Lines containing the word "selected" are the ones to copy from the records below.
** Records follows **
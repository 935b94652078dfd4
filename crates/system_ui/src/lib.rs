//! Shared UI primitive library for the desktop shell.
//!
//! The crate owns reusable Leptos primitives, a centralized icon API, and the
//! stable `data-ui-*` DOM contract consumed by the shell CSS layers. Shell
//! components compose these primitives instead of emitting ad hoc markup.

#![warn(missing_docs, rustdoc::broken_intra_doc_links)]

mod icon;
mod primitives;

pub use icon::{Icon, IconName, IconSize};
pub use primitives::{
    Button, ButtonSize, ButtonVariant, DesktopBackdrop, DesktopIconLayer, DesktopIconSprite,
    DesktopRoot, DesktopWindowLayer, FloatingPanel, IconButton, ResizeGrip, Taskbar,
    TaskbarButton, TaskbarSection, TaskbarTile, TextArea, TextField, WindowBody, WindowControls,
    WindowDot, WindowDotKind, WindowFrame, WindowTitle, WindowTitleBar,
};

/// Convenience imports for crates consuming the shared primitive set.
pub mod prelude {
    pub use crate::{
        Button, ButtonSize, ButtonVariant, DesktopBackdrop, DesktopIconLayer, DesktopIconSprite,
        DesktopRoot, DesktopWindowLayer, FloatingPanel, Icon, IconButton, IconName, IconSize,
        ResizeGrip, Taskbar, TaskbarButton, TaskbarSection, TaskbarTile, TextArea, TextField,
        WindowBody, WindowControls, WindowDot, WindowDotKind, WindowFrame, WindowTitle,
        WindowTitleBar,
    };
}
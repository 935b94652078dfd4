pub mod boot;
pub mod catalog;
pub mod components;
pub mod host;
pub mod icon_layout;
pub mod model;
pub mod pointer;
pub mod reducer;
pub mod runtime_context;
pub mod slideshow;
pub mod window_manager;

pub use components::DesktopShell;
pub use host::WorkspaceHostContext;
pub use model::*;
pub use reducer::{reduce_workspace, ReducerError, RuntimeEffect, WorkspaceAction};
pub use runtime_context::{use_workspace_runtime, WorkspaceProvider, WorkspaceRuntimeContext};
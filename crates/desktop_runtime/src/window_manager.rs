//! Shared window-geometry transition helpers used by the workspace reducer.

use crate::catalog;
use crate::model::{FolderId, PointerPosition, WindowRect, WindowState, TASKBAR_HEIGHT_PX};
use crate::pointer::DragBounds;

/// Minimum managed window width; resizing clamps here, never lower.
pub const MIN_WINDOW_WIDTH: i32 = 320;
/// Minimum managed window height.
pub const MIN_WINDOW_HEIGHT: i32 = 220;
/// Base z-index of the window layer; catalog position stacks on top of it.
pub const WINDOW_LAYER_BASE: i32 = 60;

/// The rect a maximized window occupies: everything above the taskbar.
pub fn maximized_rect(viewport_w: i32, viewport_h: i32) -> WindowRect {
    WindowRect {
        x: 0,
        y: 0,
        w: viewport_w,
        h: viewport_h - TASKBAR_HEIGHT_PX,
    }
}

/// Flips a window between normal and maximized.
///
/// Maximizing snapshots the current geometry into `restore_rect`; restoring
/// consumes the snapshot. Both halves happen inside one call so the snapshot
/// can never be observed half-applied.
pub fn toggle_maximize(window: &mut WindowState, viewport_w: i32, viewport_h: i32) {
    if window.maximized {
        if let Some(rect) = window.restore_rect.take() {
            window.rect = rect;
        }
        window.maximized = false;
    } else {
        window.restore_rect = Some(window.rect);
        window.rect = maximized_rect(viewport_w, viewport_h);
        window.maximized = true;
    }
}

/// Applies a south-east corner resize to the rect captured at pointer-down.
///
/// Width and height floor at the minimums; there is intentionally no upper
/// clamp, a window may grow past the viewport.
pub fn resized_rect(
    rect_start: WindowRect,
    pointer_start: PointerPosition,
    pointer: PointerPosition,
) -> WindowRect {
    WindowRect {
        w: (rect_start.w + (pointer.x - pointer_start.x)).max(MIN_WINDOW_WIDTH),
        h: (rect_start.h + (pointer.y - pointer_start.y)).max(MIN_WINDOW_HEIGHT),
        ..rect_start
    }
}

/// Drag bounds keeping a window inside the viewport.
pub fn move_bounds(rect: WindowRect, viewport_w: i32, viewport_h: i32) -> DragBounds {
    DragBounds {
        container: (viewport_w, viewport_h),
        entity: (rect.w, rect.h),
    }
}

/// Draw layer for a window: catalog order decides stacking, there is no
/// bring-to-front reordering on focus.
pub fn window_layer(folder: FolderId) -> i32 {
    WINDOW_LAYER_BASE + catalog::position_of(folder).unwrap_or(0) as i32
}
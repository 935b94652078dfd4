//! Binary entrypoint for the browser-hosted `site` application.

#[cfg(all(target_arch = "wasm32", feature = "csr"))]
fn main() {
    site::mount();
}

#[cfg(not(target_arch = "wasm32"))]
fn main() {
    eprintln!(
        "This binary targets the browser/WASM workflow. Build `site_app` for wasm32 with the `csr` feature."
    );
}
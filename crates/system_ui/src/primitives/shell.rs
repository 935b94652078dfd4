use super::*;

#[component]
/// Root desktop shell primitive.
pub fn DesktopRoot(
    #[prop(optional, into)] id: Option<String>,
    #[prop(optional)] layout_class: Option<&'static str>,
    #[prop(optional)] on_click: Option<Callback<MouseEvent>>,
    #[prop(optional)] on_pointermove: Option<Callback<web_sys::PointerEvent>>,
    #[prop(optional)] on_pointerup: Option<Callback<web_sys::PointerEvent>>,
    #[prop(optional)] on_pointercancel: Option<Callback<web_sys::PointerEvent>>,
    children: Children,
) -> impl IntoView {
    view! {
        <div
            id=id
            class=merge_layout_class("desktop-shell", layout_class)
            data-ui-primitive="true"
            data-ui-kind="desktop-root"
            on:click=move |ev| {
                if let Some(on_click) = on_click.as_ref() {
                    on_click.call(ev);
                }
            }
            on:pointermove=move |ev| {
                if let Some(on_pointermove) = on_pointermove.as_ref() {
                    on_pointermove.call(ev);
                }
            }
            on:pointerup=move |ev| {
                if let Some(on_pointerup) = on_pointerup.as_ref() {
                    on_pointerup.call(ev);
                }
            }
            on:pointercancel=move |ev| {
                if let Some(on_pointercancel) = on_pointercancel.as_ref() {
                    on_pointercancel.call(ev);
                }
            }
        >
            {children()}
        </div>
    }
}

#[component]
/// Desktop wallpaper and scrim host.
pub fn DesktopBackdrop(
    #[prop(optional)] layout_class: Option<&'static str>,
    #[prop(optional, into)] style: Option<String>,
    children: Children,
) -> impl IntoView {
    view! {
        <div
            class=merge_layout_class("desktop-backdrop", layout_class)
            style=style
            data-ui-primitive="true"
            data-ui-kind="desktop-backdrop"
        >
            {children()}
        </div>
    }
}

#[component]
/// Positioned host layer for scattered desktop icons.
pub fn DesktopIconLayer(
    #[prop(optional)] layout_class: Option<&'static str>,
    children: Children,
) -> impl IntoView {
    view! {
        <div
            class=merge_layout_class("ui-desktop-icon-layer", layout_class)
            data-ui-primitive="true"
            data-ui-kind="desktop-icon-layer"
        >
            {children()}
        </div>
    }
}

#[component]
/// One absolutely positioned, selectable, draggable desktop icon.
pub fn DesktopIconSprite(
    #[prop(into)] style: MaybeSignal<String>,
    #[prop(optional, into)] selected: MaybeSignal<bool>,
    #[prop(optional, into)] title: Option<String>,
    #[prop(optional)] on_click: Option<Callback<MouseEvent>>,
    #[prop(optional)] on_dblclick: Option<Callback<MouseEvent>>,
    #[prop(optional)] on_pointerdown: Option<Callback<web_sys::PointerEvent>>,
    children: Children,
) -> impl IntoView {
    view! {
        <div
            class="ui-desktop-icon"
            style=move || style.get()
            title=title
            data-ui-primitive="true"
            data-ui-kind="desktop-icon"
            data-ui-selected=move || bool_token(selected.get())
            on:click=move |ev| {
                if let Some(on_click) = on_click.as_ref() {
                    on_click.call(ev);
                }
            }
            on:dblclick=move |ev| {
                if let Some(on_dblclick) = on_dblclick.as_ref() {
                    on_dblclick.call(ev);
                }
            }
            on:pointerdown=move |ev| {
                if let Some(on_pointerdown) = on_pointerdown.as_ref() {
                    on_pointerdown.call(ev);
                }
            }
        >
            {children()}
        </div>
    }
}

#[component]
/// Window stack host.
pub fn DesktopWindowLayer(
    #[prop(optional)] layout_class: Option<&'static str>,
    children: Children,
) -> impl IntoView {
    view! {
        <div
            class=merge_layout_class("ui-window-layer", layout_class)
            data-ui-primitive="true"
            data-ui-kind="desktop-window-layer"
        >
            {children()}
        </div>
    }
}

#[component]
/// Shared window frame primitive.
pub fn WindowFrame(
    #[prop(optional)] layout_class: Option<&'static str>,
    #[prop(optional, into)] style: MaybeSignal<String>,
    #[prop(optional, into)] aria_label: MaybeSignal<String>,
    #[prop(optional, into)] maximized: MaybeSignal<bool>,
    children: Children,
) -> impl IntoView {
    view! {
        <section
            class=merge_layout_class("ui-window-frame", layout_class)
            style=move || style.get()
            role="dialog"
            aria-label=move || aria_label.get()
            data-ui-primitive="true"
            data-ui-kind="window-frame"
            data-ui-maximized=move || bool_token(maximized.get())
        >
            {children()}
        </section>
    }
}

#[component]
/// Shared window titlebar primitive; the window drag surface.
pub fn WindowTitleBar(
    #[prop(optional)] layout_class: Option<&'static str>,
    #[prop(optional)] on_pointerdown: Option<Callback<web_sys::PointerEvent>>,
    children: Children,
) -> impl IntoView {
    view! {
        <header
            class=merge_layout_class("ui-window-titlebar", layout_class)
            data-ui-primitive="true"
            data-ui-kind="window-titlebar"
            on:pointerdown=move |ev| {
                if let Some(on_pointerdown) = on_pointerdown.as_ref() {
                    on_pointerdown.call(ev);
                }
            }
        >
            {children()}
        </header>
    }
}

#[component]
/// Shared window title group.
pub fn WindowTitle(
    #[prop(optional)] layout_class: Option<&'static str>,
    children: Children,
) -> impl IntoView {
    view! {
        <div
            class=merge_layout_class("ui-window-title", layout_class)
            data-ui-primitive="true"
            data-ui-kind="window-title"
        >
            {children()}
        </div>
    }
}

#[component]
/// Shared titlebar controls row.
pub fn WindowControls(
    #[prop(optional)] layout_class: Option<&'static str>,
    children: Children,
) -> impl IntoView {
    view! {
        <div
            class=merge_layout_class("ui-window-controls", layout_class)
            data-ui-primitive="true"
            data-ui-kind="window-controls"
        >
            {children()}
        </div>
    }
}

#[derive(Debug, Clone, Copy, PartialEq, Eq)]
/// Semantic kinds for the round titlebar control dots.
pub enum WindowDotKind {
    /// Red close dot.
    Close,
    /// Amber minimize dot.
    Minimize,
    /// Green maximize/restore dot.
    Maximize,
}

impl WindowDotKind {
    pub(crate) fn token(self) -> &'static str {
        match self {
            Self::Close => "close",
            Self::Minimize => "minimize",
            Self::Maximize => "maximize",
        }
    }
}

#[component]
/// Round titlebar control button in the traffic-light style.
pub fn WindowDot(
    /// Which control dot to render.
    kind: WindowDotKind,
    #[prop(into)] aria_label: String,
    #[prop(optional)] on_click: Option<Callback<MouseEvent>>,
) -> impl IntoView {
    view! {
        <button
            type="button"
            class="ui-window-dot"
            aria-label=aria_label
            data-ui-primitive="true"
            data-ui-kind="window-dot"
            data-ui-slot=kind.token()
            on:pointerdown=move |ev: web_sys::PointerEvent| {
                ev.prevent_default();
                ev.stop_propagation();
            }
            on:mousedown=move |ev: MouseEvent| {
                ev.prevent_default();
                ev.stop_propagation();
            }
            on:click=move |ev| {
                ev.stop_propagation();
                if let Some(on_click) = on_click.as_ref() {
                    on_click.call(ev);
                }
            }
        ></button>
    }
}

#[component]
/// Shared window body primitive.
pub fn WindowBody(
    #[prop(optional)] layout_class: Option<&'static str>,
    children: Children,
) -> impl IntoView {
    view! {
        <div
            class=merge_layout_class("ui-window-body", layout_class)
            data-ui-primitive="true"
            data-ui-kind="window-body"
        >
            {children()}
        </div>
    }
}

#[component]
/// South-east resize grip shown on resizable windows.
pub fn ResizeGrip(
    #[prop(optional)] on_pointerdown: Option<Callback<web_sys::PointerEvent>>,
) -> impl IntoView {
    view! {
        <div
            class="ui-resize-grip"
            aria-hidden="true"
            data-ui-primitive="true"
            data-ui-kind="resize-grip"
            data-ui-slot="south-east"
            on:pointerdown=move |ev| {
                if let Some(on_pointerdown) = on_pointerdown.as_ref() {
                    on_pointerdown.call(ev);
                }
            }
        ></div>
    }
}

#[component]
/// Shared taskbar root.
pub fn Taskbar(
    #[prop(optional)] layout_class: Option<&'static str>,
    #[prop(optional, into)] aria_label: Option<String>,
    children: Children,
) -> impl IntoView {
    view! {
        <footer
            class=merge_layout_class("ui-taskbar", layout_class)
            data-ui-primitive="true"
            data-ui-kind="taskbar"
            aria-label=aria_label
        >
            {children()}
        </footer>
    }
}

#[component]
/// Shared taskbar section.
pub fn TaskbarSection(
    /// Stable slot token for the section.
    ui_slot: &'static str,
    #[prop(optional)] layout_class: Option<&'static str>,
    children: Children,
) -> impl IntoView {
    view! {
        <div
            class=merge_layout_class("ui-taskbar-section", layout_class)
            data-ui-primitive="true"
            data-ui-kind="taskbar-section"
            data-ui-slot=ui_slot
        >
            {children()}
        </div>
    }
}

#[component]
/// Shared taskbar button.
pub fn TaskbarButton(
    #[prop(optional)] layout_class: Option<&'static str>,
    #[prop(optional)] ui_slot: Option<&'static str>,
    #[prop(optional, into)] aria_label: MaybeSignal<String>,
    #[prop(optional, into)] title: MaybeSignal<String>,
    #[prop(optional, into)] pressed: MaybeSignal<bool>,
    #[prop(optional)] on_click: Option<Callback<MouseEvent>>,
    children: Children,
) -> impl IntoView {
    view! {
        <Button
            layout_class=layout_class.unwrap_or("")
            aria_label=aria_label
            title=title
            pressed=pressed
            ui_slot=ui_slot.unwrap_or("taskbar-button")
            variant=ButtonVariant::Quiet
            on_click=Callback::new(move |ev| {
                if let Some(on_click) = on_click.as_ref() {
                    on_click.call(ev);
                }
            })
        >
            {children()}
        </Button>
    }
}

#[component]
/// Non-interactive decorative taskbar tile.
pub fn TaskbarTile(
    #[prop(into)] title: String,
    #[prop(optional)] layout_class: Option<&'static str>,
    children: Children,
) -> impl IntoView {
    view! {
        <div
            class=merge_layout_class("ui-taskbar-tile", layout_class)
            title=title
            aria-hidden="true"
            data-ui-primitive="true"
            data-ui-kind="taskbar-tile"
        >
            {children()}
        </div>
    }
}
** End of Records **
Answer box:
    #[prop(optional, into)] selected: MaybeSignal<bool>,
            data-ui-selected=move || bool_token(selected.get())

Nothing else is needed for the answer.